Environmental protection legislation is a category that covers taxes on fossil fuels, bans on CFC’s and subsidies on solar panels, amongst many other policies.
This is a predictively useful category, politicians that support one of these measures are probably more likely to support others. It would be more technically accurate, but more long winded to describe these as “policies that politicians believe will help the environment”
Unfortunately, “optimization process” does not describe any present features of the process itself. It simply says that the future result will be optimized. So, if you want something highly-optimized, you’d better find a powerful optimizer. Seems to make sense even though it’s a null statement!
Suppose we have a black box. We put the word “airoplane” into the box, and out comes a well designed and efficient airoplane. We put the word “wind turbine” in and get out a highly efficient wind turbine. We expect that if we entered the word “car”, this box would output a well designed car.
In other words, seeing one result that is highly optimised tells you that other results from the same process are likely to be optimized.
Unfortunately “fitness” doesn’t describe any feature of the person themself, it simply says they can run fast. So if you want someone who can run fast, you better find someone fit. Seems to make sense even though its a null statement.

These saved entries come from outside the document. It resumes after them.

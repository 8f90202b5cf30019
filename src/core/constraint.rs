//! Boundary constraint applied to proposed vertex displacements.
//!
//! Flat mode zeroes every boundary-vertex displacement, guaranteeing
//! bit-for-bit boundary invariance. Curved mode instead projects the
//! tentative new position of a boundary vertex back onto the closest of
//! its incident boundary facets, which lets boundary vertices slide along
//! a polygonal boundary without leaving it. Interior displacements are
//! never modified.

use serde::{Deserialize, Serialize};

use crate::core::boundary::BoundaryMarker;
use crate::geometry::point::{dot, norm_squared, Point};

/// How boundary vertices are treated during relaxation.
#[derive(Clone, Copy, Debug, Default, Eq, PartialEq, Serialize, Deserialize)]
pub enum BoundaryMode {
    /// Boundary vertices do not move at all.
    #[default]
    Flat,
    /// Boundary vertices may slide; their displaced position is projected
    /// back onto the incident boundary facets.
    Curved,
}

/// Applies the boundary constraint to a displacement field in place.
///
/// # Panics
///
/// Panics if `displacements` is not as long as `points`.
pub fn constrain_displacements<const D: usize>(
    points: &[Point<D>],
    displacements: &mut [[f64; D]],
    marker: &BoundaryMarker,
    mode: BoundaryMode,
) {
    assert_eq!(points.len(), displacements.len());
    for (vertex, displacement) in displacements.iter_mut().enumerate() {
        if !marker.is_boundary(vertex) {
            continue;
        }
        match mode {
            BoundaryMode::Flat => *displacement = [0.0; D],
            BoundaryMode::Curved => {
                let target = points[vertex].translated(*displacement);
                let projected = project_onto_incident_facets(points, marker, vertex, &target);
                *displacement = points[vertex].vector_to(&projected);
            }
        }
    }
}

/// Closest point to `target` on any boundary facet incident to `vertex`.
///
/// Falls back to the vertex position itself when the vertex has no
/// incident boundary facets recorded (cannot happen for a classified
/// boundary vertex, but keeps the projection total).
fn project_onto_incident_facets<const D: usize>(
    points: &[Point<D>],
    marker: &BoundaryMarker,
    vertex: usize,
    target: &Point<D>,
) -> Point<D> {
    let mut best = points[vertex];
    let mut best_distance = f64::INFINITY;
    for &facet_id in marker.incident_facets(vertex) {
        let facet = &marker.boundary_facets()[facet_id];
        let candidate = match D {
            2 => closest_point_on_segment(&points[facet[0]], &points[facet[1]], target),
            _ => closest_point_on_triangle(
                &points[facet[0]],
                &points[facet[1]],
                &points[facet[2]],
                target,
            ),
        };
        let distance = candidate.distance(target);
        if distance < best_distance {
            best_distance = distance;
            best = candidate;
        }
    }
    best
}

fn add_scaled<const D: usize>(p: &Point<D>, v: [f64; D], s: f64) -> Point<D> {
    let mut scaled = v;
    for c in &mut scaled {
        *c *= s;
    }
    p.translated(scaled)
}

/// Closest point to `p` on the segment `[a, b]`.
fn closest_point_on_segment<const D: usize>(
    a: &Point<D>,
    b: &Point<D>,
    p: &Point<D>,
) -> Point<D> {
    let ab = a.vector_to(b);
    let ab2 = norm_squared(ab);
    if ab2 <= f64::MIN_POSITIVE {
        return *a;
    }
    let t = (dot(a.vector_to(p), ab) / ab2).clamp(0.0, 1.0);
    add_scaled(a, ab, t)
}

/// Closest point to `p` on the triangle `(a, b, c)`.
///
/// Standard Voronoi-region case analysis over the triangle's vertices,
/// edges, and interior.
fn closest_point_on_triangle<const D: usize>(
    a: &Point<D>,
    b: &Point<D>,
    c: &Point<D>,
    p: &Point<D>,
) -> Point<D> {
    let ab = a.vector_to(b);
    let ac = a.vector_to(c);
    let ap = a.vector_to(p);
    let d1 = dot(ab, ap);
    let d2 = dot(ac, ap);
    if d1 <= 0.0 && d2 <= 0.0 {
        return *a;
    }

    let bp = b.vector_to(p);
    let d3 = dot(ab, bp);
    let d4 = dot(ac, bp);
    if d3 >= 0.0 && d4 <= d3 {
        return *b;
    }

    let vc = d1 * d4 - d3 * d2;
    if vc <= 0.0 && d1 >= 0.0 && d3 <= 0.0 {
        return add_scaled(a, ab, d1 / (d1 - d3));
    }

    let cp = c.vector_to(p);
    let d5 = dot(ab, cp);
    let d6 = dot(ac, cp);
    if d6 >= 0.0 && d5 <= d6 {
        return *c;
    }

    let vb = d5 * d2 - d1 * d6;
    if vb <= 0.0 && d2 >= 0.0 && d6 <= 0.0 {
        return add_scaled(a, ac, d2 / (d2 - d6));
    }

    let va = d3 * d6 - d5 * d4;
    if va <= 0.0 && (d4 - d3) >= 0.0 && (d5 - d6) >= 0.0 {
        let bc = b.vector_to(c);
        return add_scaled(b, bc, (d4 - d3) / ((d4 - d3) + (d5 - d6)));
    }

    let denom = 1.0 / (va + vb + vc);
    let v = vb * denom;
    let w = vc * denom;
    add_scaled(&add_scaled(a, ab, v), ac, w)
}

#[cfg(test)]
mod tests {
    use super::*;
    use crate::core::mesh::Mesh;
    use approx::assert_relative_eq;
    use smallvec::smallvec;

    fn square_mesh() -> Mesh<2> {
        Mesh::new(
            vec![
                Point::new([0.0, 0.0]),
                Point::new([1.0, 0.0]),
                Point::new([1.0, 1.0]),
                Point::new([0.0, 1.0]),
                Point::new([0.5, 0.5]),
            ],
            vec![
                smallvec![0, 1, 4],
                smallvec![1, 2, 4],
                smallvec![2, 3, 4],
                smallvec![3, 0, 4],
            ],
        )
        .unwrap()
    }

    #[test]
    fn flat_mode_zeroes_boundary_displacements_exactly() {
        let mesh = square_mesh();
        let marker = BoundaryMarker::classify(&mesh).unwrap();
        let mut displacements = vec![[0.1, -0.2]; 5];
        constrain_displacements(mesh.points(), &mut displacements, &marker, BoundaryMode::Flat);
        for v in 0..4 {
            assert_eq!(displacements[v], [0.0, 0.0]);
        }
        // The interior vertex keeps its displacement untouched.
        assert_eq!(displacements[4], [0.1, -0.2]);
    }

    #[test]
    fn curved_mode_projects_back_onto_boundary_edges() {
        let mesh = square_mesh();
        let marker = BoundaryMarker::classify(&mesh).unwrap();
        // Push vertex 1 = (1, 0) off the boundary; its incident boundary
        // edges are (0,1) and (1,2). The displaced position (0.6, -0.3)
        // projects to (0.6, 0) on the bottom edge.
        let mut displacements = vec![[0.0, 0.0]; 5];
        displacements[1] = [-0.4, -0.3];
        constrain_displacements(
            mesh.points(),
            &mut displacements,
            &marker,
            BoundaryMode::Curved,
        );
        let new_pos = mesh.points()[1].translated(displacements[1]);
        assert_relative_eq!(new_pos.coords()[0], 0.6, epsilon = 1e-12);
        assert_relative_eq!(new_pos.coords()[1], 0.0, epsilon = 1e-12);
    }

    #[test]
    fn curved_mode_never_touches_interior_vertices() {
        let mesh = square_mesh();
        let marker = BoundaryMarker::classify(&mesh).unwrap();
        let mut displacements = vec![[0.0, 0.0]; 5];
        displacements[4] = [0.25, 0.25];
        constrain_displacements(
            mesh.points(),
            &mut displacements,
            &marker,
            BoundaryMode::Curved,
        );
        assert_eq!(displacements[4], [0.25, 0.25]);
    }

    #[test]
    fn segment_projection_clamps_to_endpoints() {
        let a = Point::new([0.0, 0.0]);
        let b = Point::new([1.0, 0.0]);
        let beyond = Point::new([2.0, 1.0]);
        assert_eq!(closest_point_on_segment(&a, &b, &beyond), b);
        let before = Point::new([-1.0, 1.0]);
        assert_eq!(closest_point_on_segment(&a, &b, &before), a);
    }

    #[test]
    fn triangle_projection_regions() {
        let a = Point::new([0.0, 0.0, 0.0]);
        let b = Point::new([1.0, 0.0, 0.0]);
        let c = Point::new([0.0, 1.0, 0.0]);
        // Above the interior: projects straight down onto the face.
        let p = closest_point_on_triangle(&a, &b, &c, &Point::new([0.25, 0.25, 1.0]));
        assert_relative_eq!(p.coords()[0], 0.25, epsilon = 1e-12);
        assert_relative_eq!(p.coords()[1], 0.25, epsilon = 1e-12);
        assert_relative_eq!(p.coords()[2], 0.0, epsilon = 1e-12);
        // Beyond a vertex: clamps to the vertex.
        let q = closest_point_on_triangle(&a, &b, &c, &Point::new([2.0, -1.0, 0.5]));
        assert_eq!(q, b);
        // Beyond an edge: clamps onto the edge.
        let r = closest_point_on_triangle(&a, &b, &c, &Point::new([0.5, -1.0, 0.0]));
        assert_relative_eq!(r.coords()[0], 0.5, epsilon = 1e-12);
        assert_relative_eq!(r.coords()[1], 0.0, epsilon = 1e-12);
    }
}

To the extent that running speed and jumping height and weightlifting weight ect are strongly correlated, we can approximately encode all these traits into a single parameter, and call that fitness. This comes with some loss of accuracy, but is still useful.
Imagine that you have to send a list of running speeds, jump heights ect to someone. Unfortunately, this is too much data, you need to compress it. Fortunately, the data is strongly correlated. Lets say that all the data has been normalized to the same scale.
If you can only send a single number and were trying to minimize the L1 loss, you could send the median value for each person. If you were trying to minimize L2 loss, send the mean. If you could only send a single bit, you should make that bit be whether or not the persons total score is above median.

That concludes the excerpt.